Résumé: Tout à commencé lorsqu'ils naquirent. Au début, ils n'avaient ni renommée, ni talent, ce n'étaient que deux nourrissons ordinaires. Et puis un jour leur nom inspira la peur et le respect. Mais avant d'être les dragons jumeaux de Sabertooth, ils n'étaient que Sting et Rogue.
Ou comment inventer un passé à des personnages secondaires.
Les personnages et l'Univers de Fairy Tail appartiennent à son créateur.
Il est possible que certains éléments diffèrent du manga. Avis aux puritains: c'est Mon histoire je fais ce que je veux nah! Mais toutes les divergences seront expliquées et détaillée.
Mention spéciale a Sakura-Sabertooth
Merci pour ton jolie petit message, et de suivre la fic, et de la mettre en favori :p J'espère que la suite correspondra a tes attentes :p
Love you guys
Le nouveau-né, une heure
Les plaines de l'Est
Yesugei était un mercenaire de renom. Il était bâtit comme un ours, le visage sévère et émacié, une barbe féroce nattée sur le côté de son menton crochue. Il était un des seuls homme de l'Est à avoir vécus suffisamment longtemps pour que ses cheveux grisaillent, mais son corps n'avait rien perdu de sa vigueur exceptionelle. Il dirigeait la troupe mercenaire des Faucons Pourpre que le Khan lui même redoutait. Il n'avait pas de scrupule à piller les villages nomades de son pays pour s'assurer quelques conforts. Leur troupe ne laissait pas de survivant, jamais, comme une règle, un code auquel personne ne dérogeait. Ce jour la aussi, la troupe avait tué tous les habitants du campement nomade.

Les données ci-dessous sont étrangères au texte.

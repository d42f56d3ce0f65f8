//! Internal rate of return for the client cash-flow vector
//!
//! Newton-Raphson converges in a handful of iterations for well-behaved
//! loan flows, but can diverge or walk out of the economically meaningful
//! domain when long full-deferral grace phases push large outflows late in
//! the stream. Bisection always converges when a sign change exists, so it
//! runs as the fallback. Each method is an independent pure function;
//! `internal_rate` composes them.

/// Initial Newton guess: 1% monthly
pub const DEFAULT_IRR_GUESS: f64 = 0.01;

const TOLERANCE: f64 = 1e-8;
const MAX_ITERATIONS: usize = 200;
const BISECTION_LO: f64 = -0.9;
const BISECTION_HI: f64 = 5.0;

/// Present value of a cash-flow sequence at a periodic rate, t starting at 0
pub fn present_value(rate: f64, cashflows: &[f64]) -> f64 {
    cashflows
        .iter()
        .enumerate()
        .map(|(t, &cf)| cf / (1.0 + rate).powi(t as i32))
        .sum()
}

/// d/dr of `present_value`
fn present_value_derivative(rate: f64, cashflows: &[f64]) -> f64 {
    cashflows
        .iter()
        .enumerate()
        .map(|(t, &cf)| -(t as f64) * cf / (1.0 + rate).powi(t as i32 + 1))
        .sum()
}

/// Newton-Raphson phase. Returns None when the iteration stalls (zero
/// derivative), leaves the domain (r <= -0.9999 or r > 10), goes non-finite,
/// or runs out of iterations.
fn newton_phase(cashflows: &[f64], guess: f64) -> Option<f64> {
    let mut rate = guess;

    for _ in 0..MAX_ITERATIONS {
        let pv = present_value(rate, cashflows);
        if pv.abs() < TOLERANCE {
            return Some(rate);
        }

        let dpv = present_value_derivative(rate, cashflows);
        if dpv == 0.0 {
            return None;
        }

        rate -= pv / dpv;
        if !rate.is_finite() || rate <= -0.9999 || rate > 10.0 {
            return None;
        }
    }

    None
}

/// Bisection phase on [-0.9, 5]. Returns None when the endpoints do not
/// bracket a root; otherwise converges to tolerance or returns the bracket
/// midpoint once the iterations run out.
fn bisection_phase(cashflows: &[f64]) -> Option<f64> {
    let mut lo = BISECTION_LO;
    let mut hi = BISECTION_HI;
    let mut pv_lo = present_value(lo, cashflows);
    let pv_hi = present_value(hi, cashflows);

    if pv_lo * pv_hi > 0.0 {
        return None;
    }

    for _ in 0..MAX_ITERATIONS {
        let mid = (lo + hi) / 2.0;
        let pv_mid = present_value(mid, cashflows);

        if pv_mid.abs() < TOLERANCE {
            return Some(mid);
        }

        if pv_lo * pv_mid <= 0.0 {
            hi = mid;
        } else {
            lo = mid;
            pv_lo = pv_mid;
        }
    }

    Some((lo + hi) / 2.0)
}

/// Monthly IRR of a cash-flow sequence (index 0 = t0).
///
/// Returns None when no solution exists: an empty vector, or one with no
/// sign change, has no internal rate. This is a legitimate outcome that the
/// caller must surface as "unavailable", not an error.
pub fn internal_rate(cashflows: &[f64], guess: f64) -> Option<f64> {
    if cashflows.is_empty() {
        return None;
    }

    let has_inflow = cashflows.iter().any(|&cf| cf > 1e-10);
    let has_outflow = cashflows.iter().any(|&cf| cf < -1e-10);
    if !has_inflow || !has_outflow {
        return None;
    }

    newton_phase(cashflows, guess).or_else(|| bisection_phase(cashflows))
}

/// TCEA (effective annual cost rate) of a client cash-flow vector, or None
/// when the flow has no internal rate.
pub fn tcea_from_cashflows(cashflows: &[f64]) -> Option<f64> {
    internal_rate(cashflows, DEFAULT_IRR_GUESS).map(crate::rates::annualize)
}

Aussi, il avait d'abord crut à un mirage lorsque les pleurs d'un nourrisson avaient résonné comme le chant hanté d'un revenant vengeur. Il s'était dirigé vers les berges du fleuve Hovghood nuur d'ou provenait le son improbable. Il y avait une femme étendue sur le dos, une villageoise qui avait tenté de s'enfuir et qu'un de ses hommes avait tué sans doute. Elle avait du penser s'échapper par la rivière, ses pieds baignait dans l'eau. Il s'était avancé un peu plus comme le bruit strident ne se tarissait pas.
Et la il l'avait vu.
Encore à demi coincé dans le vagin mortifère de sa mère à la gorge tranchée, il avait vu avec horreur le buste d'un nourrisson dépasser du carcan cadavérique. Le nouveau né se débattait avec le sang, le liquide amniotique, l'eau et hurlait, hurlait, hurlait. L'image de cette femme morte, les yeux exorbités et la bouche tut dans un dernier hurlement de terreur, et de cet enfant du diable, s'accrochant à la vie sans savoir ce qu'elle était, comme mue par un instinct transcendant, comme s'il volait l'existence de sa mère l'avait révulsé. Il avait voulut tuer ce monstre au yeux rubis, aussi pourpre que le sang de sa mère qui l'étouffait.
Mais il n'avait pas put.
Pas par pitié ou compassion. Sa lame avait ôté la vie un grand nombre de femmes, veillards ou enfants. Non. Mais par crainte des esprits et des démons. A L'Est, la barrière entre le superstition et la réalité était mince, on redoutait les esprits malins qu'on apaisait par des cérémonies chamaniques. Yesugei n'avait pas osé tuer l'être blasphématoire par peur d'être maudit. Tout le monde connaissait les légendes dans l'Est. Les enfants nées de mères mortes, ou les Yasha pour ceux qui y croyaient, apportaient les fléaux et les opprobres de leur vivants, cependant, ils étaient bien plus dangereux morts.
Yesugei ne souhaitait pas s'infliger une vie de tourmente.
Il l'avait tiré d'un coup sec par les pieds de l'emprise sépulcrale, emmailloté dans la tunique imbibé de liquide carmin de sa mère qu'il avait arraché, peu soucieux de laisser un corps nu derrière lui. On ne procédait pas aux extrêmes onctions dans sa troupe. Les bêtes dévoreraient bien assez vite les cadavres. Quand il était revenu auprès de ses hommes, ces derniers avaient charié sa nouvelle trouvaille à renfort de commentaires graveleux. Un seul regard les avait fait taire.
Les hommes avaient comprit. Yesugei venait peut être épouser la paternité, cela n'amadouait pas son caractère hargneux pour autant.